*** Opening of DATASET ***

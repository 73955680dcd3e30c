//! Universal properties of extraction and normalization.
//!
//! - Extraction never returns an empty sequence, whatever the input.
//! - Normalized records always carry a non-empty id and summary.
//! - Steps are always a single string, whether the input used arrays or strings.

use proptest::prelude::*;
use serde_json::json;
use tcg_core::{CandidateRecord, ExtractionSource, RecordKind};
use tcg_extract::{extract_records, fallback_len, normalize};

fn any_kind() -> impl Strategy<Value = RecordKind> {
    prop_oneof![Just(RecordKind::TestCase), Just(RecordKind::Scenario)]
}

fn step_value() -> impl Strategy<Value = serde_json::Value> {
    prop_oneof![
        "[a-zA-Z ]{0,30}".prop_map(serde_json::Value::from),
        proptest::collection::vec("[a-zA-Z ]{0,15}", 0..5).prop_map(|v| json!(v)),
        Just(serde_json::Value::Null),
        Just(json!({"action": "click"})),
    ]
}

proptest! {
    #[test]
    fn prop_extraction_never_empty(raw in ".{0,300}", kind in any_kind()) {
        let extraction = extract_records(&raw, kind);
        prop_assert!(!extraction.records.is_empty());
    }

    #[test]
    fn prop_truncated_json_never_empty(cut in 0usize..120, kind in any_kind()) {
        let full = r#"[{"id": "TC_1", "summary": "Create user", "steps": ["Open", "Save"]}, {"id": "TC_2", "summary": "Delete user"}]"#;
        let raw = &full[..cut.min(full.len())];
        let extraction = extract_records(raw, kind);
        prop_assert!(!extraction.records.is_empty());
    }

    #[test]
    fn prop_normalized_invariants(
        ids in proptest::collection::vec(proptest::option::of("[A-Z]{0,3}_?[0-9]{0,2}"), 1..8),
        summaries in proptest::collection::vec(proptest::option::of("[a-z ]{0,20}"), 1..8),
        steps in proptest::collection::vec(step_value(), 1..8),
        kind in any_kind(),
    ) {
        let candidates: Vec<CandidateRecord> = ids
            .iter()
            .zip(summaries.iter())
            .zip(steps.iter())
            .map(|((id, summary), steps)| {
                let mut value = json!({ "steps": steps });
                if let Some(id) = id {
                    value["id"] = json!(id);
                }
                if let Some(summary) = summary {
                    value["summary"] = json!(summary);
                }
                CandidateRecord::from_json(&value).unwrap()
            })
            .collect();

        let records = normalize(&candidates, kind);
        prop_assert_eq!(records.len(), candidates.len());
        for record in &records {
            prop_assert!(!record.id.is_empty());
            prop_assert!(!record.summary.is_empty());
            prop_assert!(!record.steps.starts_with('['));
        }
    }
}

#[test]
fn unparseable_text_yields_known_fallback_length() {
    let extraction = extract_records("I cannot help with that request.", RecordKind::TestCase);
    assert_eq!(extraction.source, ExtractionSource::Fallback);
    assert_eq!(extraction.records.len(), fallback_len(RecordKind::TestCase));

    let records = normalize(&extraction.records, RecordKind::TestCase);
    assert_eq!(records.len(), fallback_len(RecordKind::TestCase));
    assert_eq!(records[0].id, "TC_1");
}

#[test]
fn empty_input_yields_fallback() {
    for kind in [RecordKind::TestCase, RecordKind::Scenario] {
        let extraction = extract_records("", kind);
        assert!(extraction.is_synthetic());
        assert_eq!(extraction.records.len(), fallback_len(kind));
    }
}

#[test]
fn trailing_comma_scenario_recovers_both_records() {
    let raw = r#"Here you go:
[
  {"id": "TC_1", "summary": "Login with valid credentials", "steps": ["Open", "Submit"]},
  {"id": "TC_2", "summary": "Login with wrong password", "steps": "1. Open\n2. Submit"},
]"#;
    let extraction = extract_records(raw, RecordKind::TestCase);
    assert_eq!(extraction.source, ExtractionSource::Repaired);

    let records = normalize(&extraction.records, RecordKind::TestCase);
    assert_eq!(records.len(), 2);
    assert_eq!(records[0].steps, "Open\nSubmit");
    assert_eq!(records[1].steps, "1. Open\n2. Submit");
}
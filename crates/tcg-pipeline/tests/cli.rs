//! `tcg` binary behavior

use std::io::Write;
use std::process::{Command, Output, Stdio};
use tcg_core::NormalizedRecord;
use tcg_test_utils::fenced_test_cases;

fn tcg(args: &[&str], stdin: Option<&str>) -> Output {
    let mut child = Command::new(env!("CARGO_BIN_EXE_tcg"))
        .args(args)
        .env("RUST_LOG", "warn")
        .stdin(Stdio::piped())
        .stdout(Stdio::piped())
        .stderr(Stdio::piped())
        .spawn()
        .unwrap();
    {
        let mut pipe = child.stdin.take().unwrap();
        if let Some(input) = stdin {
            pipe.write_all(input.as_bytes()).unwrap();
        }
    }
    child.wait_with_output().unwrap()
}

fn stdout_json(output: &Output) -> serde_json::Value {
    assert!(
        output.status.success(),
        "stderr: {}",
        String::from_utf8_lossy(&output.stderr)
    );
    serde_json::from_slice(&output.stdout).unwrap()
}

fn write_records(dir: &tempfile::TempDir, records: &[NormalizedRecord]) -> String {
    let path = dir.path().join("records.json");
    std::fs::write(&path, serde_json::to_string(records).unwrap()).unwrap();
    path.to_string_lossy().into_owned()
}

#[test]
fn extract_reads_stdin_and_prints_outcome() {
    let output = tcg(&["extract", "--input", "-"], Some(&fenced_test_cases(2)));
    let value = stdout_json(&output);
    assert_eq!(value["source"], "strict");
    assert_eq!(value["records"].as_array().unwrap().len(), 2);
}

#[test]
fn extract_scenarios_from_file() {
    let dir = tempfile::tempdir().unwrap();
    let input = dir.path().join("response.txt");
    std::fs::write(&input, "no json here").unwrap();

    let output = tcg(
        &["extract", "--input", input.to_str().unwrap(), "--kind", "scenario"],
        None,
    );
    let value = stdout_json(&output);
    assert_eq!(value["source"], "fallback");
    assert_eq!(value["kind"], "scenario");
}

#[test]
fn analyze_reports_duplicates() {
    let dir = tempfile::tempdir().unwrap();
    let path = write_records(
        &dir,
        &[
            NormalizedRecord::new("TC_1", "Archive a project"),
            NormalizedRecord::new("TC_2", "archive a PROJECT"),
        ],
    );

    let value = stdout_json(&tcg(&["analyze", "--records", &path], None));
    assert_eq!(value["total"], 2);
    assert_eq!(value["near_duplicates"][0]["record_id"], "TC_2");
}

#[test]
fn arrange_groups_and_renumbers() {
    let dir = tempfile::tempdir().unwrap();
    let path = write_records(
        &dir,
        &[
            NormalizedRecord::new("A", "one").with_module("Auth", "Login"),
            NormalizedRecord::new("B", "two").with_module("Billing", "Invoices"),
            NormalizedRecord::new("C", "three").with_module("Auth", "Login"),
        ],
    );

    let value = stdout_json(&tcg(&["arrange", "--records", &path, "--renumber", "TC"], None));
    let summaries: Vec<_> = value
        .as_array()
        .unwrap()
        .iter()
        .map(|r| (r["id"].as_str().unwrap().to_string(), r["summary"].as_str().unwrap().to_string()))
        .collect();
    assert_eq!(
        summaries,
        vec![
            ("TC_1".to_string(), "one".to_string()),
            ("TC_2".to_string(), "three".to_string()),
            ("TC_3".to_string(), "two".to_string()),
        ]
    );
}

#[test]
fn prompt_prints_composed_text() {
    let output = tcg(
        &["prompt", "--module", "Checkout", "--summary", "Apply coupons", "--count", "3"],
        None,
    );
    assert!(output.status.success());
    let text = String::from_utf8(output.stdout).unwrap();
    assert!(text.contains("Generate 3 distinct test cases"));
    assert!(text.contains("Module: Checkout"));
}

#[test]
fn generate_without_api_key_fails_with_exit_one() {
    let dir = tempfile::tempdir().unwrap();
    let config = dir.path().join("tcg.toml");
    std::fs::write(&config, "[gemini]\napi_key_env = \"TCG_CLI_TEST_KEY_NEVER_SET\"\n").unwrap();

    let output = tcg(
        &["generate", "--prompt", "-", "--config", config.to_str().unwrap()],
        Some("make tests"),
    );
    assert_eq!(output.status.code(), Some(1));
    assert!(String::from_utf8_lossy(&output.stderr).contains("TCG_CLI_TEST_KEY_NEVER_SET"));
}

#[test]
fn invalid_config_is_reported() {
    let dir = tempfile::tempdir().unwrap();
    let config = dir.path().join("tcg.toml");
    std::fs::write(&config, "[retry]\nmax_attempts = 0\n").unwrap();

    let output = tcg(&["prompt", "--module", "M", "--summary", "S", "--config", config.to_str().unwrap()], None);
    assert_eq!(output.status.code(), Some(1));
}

*** Close of DATASET ***

TRY IT — Among the entries, how many lines include the string "None"? Please reply with only the number.

EXPECTED ANSWER — 5